Zomby is unhappy about his taxes. In his comments he says,
I want my money back because I make better choices with it than the government does, because the government is at its very basis wasteful and removed from the reality of the problems that it tries to solve.
That's an important fraction of the anti-tax argument. The entire discussion of taxes and government inefficiency got me thinking about economist Ronald Coase. He put a lot of thought into the subject. His theories have yet to be digested by the political class, or perhaps they just chose to ignore what he learned. I read this a few years ago:
What was perhaps Ronald Coase's most important contribution to economic understanding, however, was not as an author. As editor of The Journal of Law and Economics from 1964 to 1982, Coase exercised a huge effect over the sort of topics that economists chose to investigate. Located at the University of Chicago Law School, the journal is written by and for economists, but economists working in areas that were recently the sole purview of lawyers and policy makers. The JLE under Coase was relentlessly relevant, dedicated to exploring the actual effects of actual policies. This paddled against the flow of virtually the entire profession, which was drifting to increasing abstraction and formalism.
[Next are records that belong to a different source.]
use actix_files::NamedFile;
use actix_web::{web, HttpRequest, HttpResponse, Responder};
use log::{error, info, warn};

use crate::generate::models::{
    ClearOutputResponse, GenerateRequest, GenerateResponse, HeadersResponse, OutputListResponse,
};
use crate::table::{Table, PREVIEW_ROWS};
use crate::{AppState, ErrorResponse};

/// Rows from the request body when given, otherwise the configured table.
async fn request_table(state: &AppState, request: &GenerateRequest) -> Result<Table, HttpResponse> {
    match &request.rows {
        Some(rows) => {
            let headers = match &request.headers {
                Some(headers) => headers.clone(),
                None => state
                    .load_table()
                    .await
                    .map_err(|e| {
                        HttpResponse::BadRequest().json(ErrorResponse::bad_request(&format!(
                            "rows were given without headers and the default table is unavailable: {}",
                            e
                        )))
                    })?
                    .headers,
            };
            let headers: Vec<serde_json::Value> =
                headers.into_iter().map(serde_json::Value::String).collect();
            Table::from_json_values(&headers, rows)
                .map_err(|e| HttpResponse::BadRequest().json(ErrorResponse::bad_request(&e.to_string())))
        }
        None => state.load_table().await.map_err(|e| {
            error!("Failed to load table: {}", e);
            HttpResponse::InternalServerError().json(ErrorResponse::internal_error(&e.to_string()))
        }),
    }
}

#[utoipa::path(
    context_path = "/api",
    tag = "Generate",
    post,
    path = "/generate",
    request_body = GenerateRequest,
    responses(
        (status = 200, description = "One PDF per sanitized row", body = GenerateResponse),
        (status = 400, description = "Invalid request", body = ErrorResponse),
        (status = 500, description = "Template or output directory unavailable", body = ErrorResponse)
    )
)]
pub async fn generate(
    state: web::Data<AppState>,
    body: web::Json<GenerateRequest>,
) -> impl Responder {
    let request = body.into_inner();
    info!(
        "Executing generate handler: {} field(s), {} mapping(s)",
        request.fields.len(),
        request.mappings.len()
    );

    let _batch = state.batch_lock.lock().await;

    let template = match state.template_bytes().await {
        Ok(bytes) => bytes,
        Err(e) => {
            error!(
                "Failed to read template {}: {}",
                state.config.form_path.display(),
                e
            );
            return HttpResponse::InternalServerError()
                .json(ErrorResponse::internal_error("Template PDF is not available"));
        }
    };

    let table = match request_table(&state, &request).await {
        Ok(table) => table,
        Err(response) => return response,
    };

    let generator = state.generator(template);
    match generator
        .generate(&request.fields, &request.mappings, &table.rows, &table.headers)
        .await
    {
        Ok(report) => {
            if !report.failed.is_empty() {
                warn!("{} row(s) failed during generation", report.failed.len());
            }
            HttpResponse::Ok().json(GenerateResponse::from(&report))
        }
        Err(e) => {
            error!("Generation failed: {}", e);
            HttpResponse::InternalServerError().json(ErrorResponse::internal_error(&e.to_string()))
        }
    }
}

#[utoipa::path(
    context_path = "/api",
    tag = "Generate",
    get,
    path = "/output/list",
    responses(
        (status = 200, description = "Generated PDF names", body = OutputListResponse)
    )
)]
pub async fn list_outputs(state: web::Data<AppState>) -> impl Responder {
    match state.output_dir().list_pdfs().await {
        Ok(files) => HttpResponse::Ok().json(OutputListResponse { files }),
        Err(e) => {
            error!("Failed to list outputs: {}", e);
            HttpResponse::InternalServerError().json(ErrorResponse::internal_error(&e.to_string()))
        }
    }
}

#[utoipa::path(
    context_path = "/api",
    tag = "Generate",
    delete,
    path = "/output",
    responses(
        (status = 200, description = "Output directory emptied", body = ClearOutputResponse)
    )
)]
pub async fn clear_outputs(state: web::Data<AppState>) -> impl Responder {
    let _batch = state.batch_lock.lock().await;
    match state.output_dir().clear().await {
        Ok(removed) => HttpResponse::Ok().json(ClearOutputResponse {
            success: true,
            removed,
        }),
        Err(e) => {
            error!("Failed to clear outputs: {}", e);
            HttpResponse::InternalServerError().json(ErrorResponse::internal_error(&e.to_string()))
        }
    }
}

#[utoipa::path(
    context_path = "/api",
    tag = "Generate",
    get,
    path = "/form/pdf",
    responses(
        (status = 200, description = "The template PDF"),
        (status = 404, description = "Template not found", body = ErrorResponse)
    )
)]
pub async fn form_pdf(req: HttpRequest, state: web::Data<AppState>) -> HttpResponse {
    match NamedFile::open_async(&state.config.form_path).await {
        Ok(file) => file.into_response(&req),
        Err(e) => {
            warn!(
                "Template {} not served: {}",
                state.config.form_path.display(),
                e
            );
            HttpResponse::NotFound().json(ErrorResponse::not_found("Template PDF not found"))
        }
    }
}

#[utoipa::path(
    context_path = "/api",
    tag = "Generate",
    get,
    path = "/table/preview",
    responses(
        (status = 200, description = "Headers and the first rows of the table", body = Table),
        (status = 500, description = "Table unavailable", body = ErrorResponse)
    )
)]
pub async fn table_preview(state: web::Data<AppState>) -> impl Responder {
    match state.load_table().await {
        Ok(table) => HttpResponse::Ok().json(table.preview(PREVIEW_ROWS)),
        Err(e) => {
            error!("Failed to load table: {}", e);
            HttpResponse::InternalServerError().json(ErrorResponse::internal_error(&e.to_string()))
        }
    }
}

#[utoipa::path(
    context_path = "/api",
    tag = "Generate",
    get,
    path = "/table/headers",
    responses(
        (status = 200, description = "Table headers", body = HeadersResponse),
        (status = 500, description = "Table unavailable", body = ErrorResponse)
    )
)]
pub async fn table_headers(state: web::Data<AppState>) -> impl Responder {
    match state.load_table().await {
        Ok(table) => HttpResponse::Ok().json(HeadersResponse {
            headers: table.headers,
        }),
        Err(e) => {
            error!("Failed to load table: {}", e);
            HttpResponse::InternalServerError().json(ErrorResponse::internal_error(&e.to_string()))
        }
    }
}

pub fn config(cfg: &mut web::ServiceConfig) {
    cfg.service(web::resource("/generate").route(web::post().to(generate)))
        .service(web::resource("/output/list").route(web::get().to(list_outputs)))
        .service(web::resource("/output").route(web::delete().to(clear_outputs)))
        .service(web::resource("/form/pdf").route(web::get().to(form_pdf)))
        .service(web::resource("/table/preview").route(web::get().to(table_preview)))
        .service(web::resource("/table/headers").route(web::get().to(table_headers)));
}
Due to its rigorous analytic standards, as well as to the demand for a reality check on the theories of economic scribblers, the Journal led its own paradigm shift in the social sciences.
Coase in his own words:
When I was editor of The Journal of Law and Economics, we published a whole series of studies of regulation and its effects. Almost all the studies--perhaps all the studies--suggested that the results of regulation had been bad, that the prices were higher, that the product was worse adapted to the needs of consumers, than it otherwise would have been. I was not willing to accept the view that all regulation was bound to produce these results. Therefore, what was my explanation for the results we had? I argued that the most probable explanation was that the government now operates on such a massive scale that it had reached the stage of what economists call negative marginal returns. Anything additional it does, it messes up. But that doesn't mean that if we reduce the size of government considerably, we wouldn't find then that there were some activities it did well. Until we reduce the size of government, we won't know what they are.
And:
Regulation of transport, regulation of agriculture-- agriculture is a, zoning is z. You know, you go from a to z, they are all bad. There were so many studies, and the result was quite universal: The effects were bad.
Those quotes are taken from a 1997 interview in Reason magazine.
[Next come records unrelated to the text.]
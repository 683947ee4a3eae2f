//! Checking which word the template itself prints inside a rectangle.
//!
//! Used for a gender region: the form prints "Male" and "Female" next to each
//! other and the mark has to land on the right one. Sources are tried in order
//! (embedded text layer, then raster + OCR) and the first one that finds any
//! word wins. Every failure is logged and treated as "nothing found".

pub mod command;
pub mod ocr;
pub mod text_layer;

use std::sync::Arc;

use async_trait::async_trait;
use thiserror::Error;

use crate::fill::derived::{mentions_female, mentions_male, GenderCategory};
use crate::fill::geometry::Rect;
use crate::template::TextRun;

pub use command::{CommandError, CommandOutput, CommandRunner, SystemCommandRunner};
pub use ocr::{OcrSource, OcrTools};
pub use text_layer::TextLayerSource;

#[derive(Debug, Error)]
pub enum PerceptionError {
    #[error("temporary workspace error: {0}")]
    Workspace(#[source] std::io::Error),
    #[error(transparent)]
    Command(#[from] CommandError),
    #[error("malformed OCR output: {0}")]
    Decode(String),
}

/// A word found inside the region, with its anchor in rendering space when
/// the source can tell.
#[derive(Debug, Clone, PartialEq)]
pub struct PerceivedWord {
    pub text: String,
    pub position: Option<(f32, f32)>,
}

impl PerceivedWord {
    pub fn new(text: impl Into<String>, position: Option<(f32, f32)>) -> Self {
        Self {
            text: text.into(),
            position,
        }
    }
}

/// Everything a source may need to look at one region.
#[derive(Debug, Clone, Copy)]
pub struct PerceptionRequest<'a> {
    /// Unmodified template bytes.
    pub template: &'a [u8],
    /// 1-based page number.
    pub page: u32,
    pub page_height: f32,
    /// Rendering-space area a rasterizer draws, the page CropBox.
    pub visible_box: Rect,
    /// Region in authoring space.
    pub region: Rect,
    /// Words of the template page's text layer.
    pub runs: &'a [TextRun],
}

#[async_trait]
pub trait WordSource: Send + Sync {
    fn name(&self) -> &'static str;

    /// `Ok(None)` or an empty list means this source saw nothing.
    async fn words(
        &self,
        request: &PerceptionRequest<'_>,
    ) -> Result<Option<Vec<PerceivedWord>>, PerceptionError>;
}

/// Ordered list of word sources.
#[derive(Clone, Default)]
pub struct PerceptionChain {
    sources: Vec<Arc<dyn WordSource>>,
}

impl PerceptionChain {
    pub fn new() -> Self {
        Self::default()
    }

    pub fn with_source(mut self, source: Arc<dyn WordSource>) -> Self {
        self.sources.push(source);
        self
    }

    pub fn text_layer_only() -> Self {
        Self::new().with_source(Arc::new(TextLayerSource::default()))
    }

    /// Text layer first, OCR second.
    pub fn standard(runner: Arc<dyn CommandRunner>, tools: OcrTools) -> Self {
        Self::text_layer_only().with_source(Arc::new(OcrSource::new(runner, tools)))
    }

    pub fn is_empty(&self) -> bool {
        self.sources.is_empty()
    }

    pub async fn perceive(&self, request: &PerceptionRequest<'_>) -> Vec<PerceivedWord> {
        for source in &self.sources {
            match source.words(request).await {
                Ok(Some(words)) if !words.is_empty() => {
                    log::debug!(
                        "{} found {} word(s) on page {}",
                        source.name(),
                        words.len(),
                        request.page
                    );
                    return words;
                }
                Ok(_) => log::debug!("{} found nothing on page {}", source.name(), request.page),
                Err(e) => log::warn!(
                    "{} failed on page {}: {}",
                    source.name(),
                    request.page,
                    e
                ),
            }
        }
        Vec::new()
    }
}

/// Which gender words were seen in a region and where.
#[derive(Debug, Clone, Default, PartialEq)]
pub struct GenderEvidence {
    pub has_male: bool,
    pub has_female: bool,
    pub male_at: Option<(f32, f32)>,
    pub female_at: Option<(f32, f32)>,
}

impl GenderEvidence {
    pub fn from_words(words: &[PerceivedWord]) -> Self {
        let joined = words
            .iter()
            .map(|word| word.text.as_str())
            .collect::<Vec<_>>()
            .join(" ")
            .to_lowercase();

        let position_of = |test: fn(&str) -> bool| {
            words
                .iter()
                .find(|word| test(&word.text.to_lowercase()))
                .and_then(|word| word.position)
        };

        Self {
            has_male: mentions_male(&joined),
            has_female: mentions_female(&joined),
            male_at: position_of(mentions_male),
            female_at: position_of(mentions_female),
        }
    }

    /// Where to put the mark for `gender`, or `None` when nothing should be
    /// drawn. Without a word position the mark goes to `fallback`.
    pub fn mark_position(
        &self,
        gender: &GenderCategory,
        fallback: (f32, f32),
    ) -> Option<(f32, f32)> {
        match gender {
            GenderCategory::Male if self.has_male => Some(self.male_at.unwrap_or(fallback)),
            GenderCategory::Female if self.has_female => Some(self.female_at.unwrap_or(fallback)),
            _ => None,
        }
    }
}

#[cfg(test)]
mod tests;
Ronald Coase won a Nobel Prize for his trouble. As David Friedman said, the Swedes got it right.
Friedman also notes:
His ideas are sufficiently simple to be understood by a layman, as I will try to demonstrate in the next few pages, and sufficiently deep so that they have not yet been entirely absorbed by the profession; to a considerable extent what is still taught in the textbooks is the theory as it existed before Coase.

"Ronald Coase won a Nobel Prize for his trouble. As David Friedman said, the Swedes got it right."
Anything about that strike you as just a tad ironic?